# TASK REQUIREMENTS
The answer must restate every entry exactly as it appears.

# DATA FOR PROCESSING

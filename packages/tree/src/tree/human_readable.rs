use generational_arena::Index;
use serde::{Deserialize, Serialize};

use crate::{
    node::{Node, NodeRef},
    post_order::PostOrderIter,
    tree::Tree,
};

/// Nested form of a non-empty [`Tree`], convenient to write by hand.
///
/// Serialized as `{"value": .., "children": [..]}`, the `children` field
/// being omitted for leaves.
#[derive(Debug, Clone, Eq, PartialEq, Serialize, Deserialize)]
#[serde(transparent)]
pub struct HumanReadableTree<T> {
    root: HrtNode<T>,
}

impl<T> HumanReadableTree<T> {
    pub const fn new(root: HrtNode<T>) -> Self {
        Self { root }
    }

    pub fn root(&self) -> &HrtNode<T> {
        &self.root
    }

    pub fn into_tree(self) -> Tree<T> {
        let mut tree: Tree<T> = Tree::new();

        let (value, children): (T, Vec<HrtNode<T>>) = self.root.into_parts();

        let root: NodeRef = tree.make_root(value);

        let mut pending: Vec<(NodeRef, HrtNode<T>)> = children
            .into_iter()
            .rev()
            .map(|child| (root.clone(), child))
            .collect();

        while let Some((parent, node)) = pending.pop() {
            let (value, children): (T, Vec<HrtNode<T>>) = node.into_parts();

            let this: NodeRef = tree.add_child(&parent, value);

            pending.extend(
                children
                    .into_iter()
                    .rev()
                    .map(|child| (this.clone(), child)),
            );
        }

        tree
    }

    /// Returns `None` for an empty tree.
    pub fn from_tree(mut tree: Tree<T>) -> Option<Self> {
        // Post-order visits every node right after its children, so the
        // children of a node are always the last completed entries.
        let visits: Vec<(Index, usize)> = {
            let mut visits: Vec<(Index, usize)> = Vec::with_capacity(tree.len());

            let mut cursor: PostOrderIter<'_, Tree<T>> = tree.iter();

            while let Some(node) = cursor.node() {
                visits.push((node.index(), tree.child_count(node)));

                cursor.advance();
            }

            visits
        };

        let mut completed: Vec<HrtNode<T>> = Vec::new();

        for (index, child_count) in visits {
            let value: T = tree
                .take_node(index)
                .map(Node::into_value)
                .expect("Post-order visits only nodes stored in the tree!");

            let children: Vec<HrtNode<T>> = completed.split_off(completed.len() - child_count);

            completed.push(HrtNode::with_children(value, children));
        }

        debug_assert!(completed.len() <= 1);

        completed.pop().map(Self::new)
    }
}

impl<T> From<HumanReadableTree<T>> for Tree<T> {
    fn from(value: HumanReadableTree<T>) -> Self {
        value.into_tree()
    }
}

/// Node of a [`HumanReadableTree`].
///
/// Prefer [`HrtNode::with_children`], which picks the variant from the
/// children. A `Branch` without children serializes as a leaf and is read
/// back as `Leaf`.
#[derive(Debug, Clone, Eq, PartialEq, Serialize, Deserialize)]
#[serde(untagged, from = "HrtNodeStruct<T>")]
pub enum HrtNode<T> {
    Leaf {
        value: T,
    },
    Branch {
        value: T,
        #[serde(skip_serializing_if = "Vec::is_empty")]
        children: Vec<HrtNode<T>>,
    },
}

impl<T> HrtNode<T> {
    pub const fn leaf(value: T) -> Self {
        Self::Leaf { value }
    }

    pub fn with_children(value: T, children: Vec<Self>) -> Self {
        if children.is_empty() {
            Self::Leaf { value }
        } else {
            Self::Branch { value, children }
        }
    }

    pub fn value(&self) -> &T {
        match self {
            Self::Leaf { value } | Self::Branch { value, .. } => value,
        }
    }

    pub fn children(&self) -> &[Self] {
        match self {
            Self::Leaf { .. } => &[],
            Self::Branch { children, .. } => children,
        }
    }

    fn into_parts(self) -> (T, Vec<Self>) {
        match self {
            Self::Leaf { value } => (value, Vec::new()),
            Self::Branch { value, children } => (value, children),
        }
    }
}

impl<T> From<HrtNodeStruct<T>> for HrtNode<T> {
    fn from(HrtNodeStruct { value, children }: HrtNodeStruct<T>) -> Self {
        Self::with_children(value, children)
    }
}

#[derive(Deserialize)]
#[serde(deny_unknown_fields)]
struct HrtNodeStruct<T> {
    value: T,
    #[serde(default = "Vec::new")]
    children: Vec<HrtNode<T>>,
}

# COMPLETED EXERCISE
filename packages/tree/src/tree/human_readable.rs
use generational_arena::Index;
use serde::{Deserialize, Serialize};

use crate::{
    node::{Node, NodeRef},
    post_order::PostOrderIter,
    tree::Tree,
};

/// Nested form of a non-empty [`Tree`], convenient to write by hand.
///
/// Serialized as `{"value": .., "children": [..]}`, the `children` field
/// being omitted for leaves.
#[derive(Debug, Clone, Eq, PartialEq, Serialize, Deserialize)]
#[serde(transparent)]
pub struct HumanReadableTree<T> {
    root: HrtNode<T>,
}

impl<T> HumanReadableTree<T> {
    pub const fn new(root: HrtNode<T>) -> Self {
        Self { root }
    }

    pub fn root(&self) -> &HrtNode<T> {
        &self.root
    }

    pub fn into_tree(self) -> Tree<T> {
        let mut tree: Tree<T> = Tree::new();

        let (value, children): (T, Vec<HrtNode<T>>) = self.root.into_parts();

        let root: NodeRef = tree.make_root(value);

        let mut pending: Vec<(NodeRef, HrtNode<T>)> = children
            .into_iter()
            .rev()
            .map(|child| (root.clone(), child))
            .collect();

        while let Some((parent, node)) = pending.pop() {
            let (value, children): (T, Vec<HrtNode<T>>) = node.into_parts();

            let this: NodeRef = tree.add_child(&parent, value);

            pending.extend(
                children
                    .into_iter()
                    .rev()
                    .map(|child| (this.clone(), child)),
            );
        }

        tree
    }

    /// Returns `None` for an empty tree.
    pub fn from_tree(mut tree: Tree<T>) -> Option<Self> {
        // Post-order visits every node right after its children, so the
        // children of a node are always the last completed entries.
        let visits: Vec<(Index, usize)> = {
            let mut visits: Vec<(Index, usize)> = Vec::with_capacity(tree.len());

            let mut cursor: PostOrderIter<'_, Tree<T>> = tree.iter();

            while let Some(node) = cursor.node() {
                visits.push((node.index(), tree.child_count(node)));

                cursor.advance();
            }

            visits
        };

        let mut completed: Vec<HrtNode<T>> = Vec::new();

        for (index, child_count) in visits {
            let value: T = tree
                .take_node(index)
                .map(Node::into_value)
                .expect("Post-order visits only nodes stored in the tree!");

            let children: Vec<HrtNode<T>> = completed.split_off(completed.len() - child_count);

            completed.push(HrtNode::with_children(value, children));
        }

        debug_assert!(completed.len() <= 1);

        completed.pop().map(Self::new)
    }
}

impl<T> From<HumanReadableTree<T>> for Tree<T> {
    fn from(value: HumanReadableTree<T>) -> Self {
        value.into_tree()
    }
}

/// Node of a [`HumanReadableTree`].
///
/// Prefer [`HrtNode::with_children`], which picks the variant from the
/// children. A `Branch` without children serializes as a leaf and is read
/// back as `Leaf`.
#[derive(Debug, Clone, Eq, PartialEq, Serialize, Deserialize)]
#[serde(untagged, from = "HrtNodeStruct<T>")]
pub enum HrtNode<T> {
    Leaf {
        value: T,
    },
    Branch {
        value: T,
        #[serde(skip_serializing_if = "Vec::is_empty")]
        children: Vec<HrtNode<T>>,
    },
}

impl<T> HrtNode<T> {
    pub const fn leaf(value: T) -> Self {
        Self::Leaf { value }
    }

    pub fn with_children(value: T, children: Vec<Self>) -> Self {
        if children.is_empty() {
            Self::Leaf { value }
        } else {
            Self::Branch { value, children }
        }
    }

    pub fn value(&self) -> &T {
        match self {
            Self::Leaf { value } | Self::Branch { value, .. } => value,
        }
    }

    pub fn children(&self) -> &[Self] {
        match self {
            Self::Leaf { .. } => &[],
            Self::Branch { children, .. } => children,
        }
    }

    fn into_parts(self) -> (T, Vec<Self>) {
        match self {
            Self::Leaf { value } => (value, Vec::new()),
            Self::Branch { value, children } => (value, children),
        }
    }
}

impl<T> From<HrtNodeStruct<T>> for HrtNode<T> {
    fn from(HrtNodeStruct { value, children }: HrtNodeStruct<T>) -> Self {
        Self::with_children(value, children)
    }
}

#[derive(Deserialize)]
#[serde(deny_unknown_fields)]
struct HrtNodeStruct<T> {
    value: T,
    #[serde(default = "Vec::new")]
    children: Vec<HrtNode<T>>,
}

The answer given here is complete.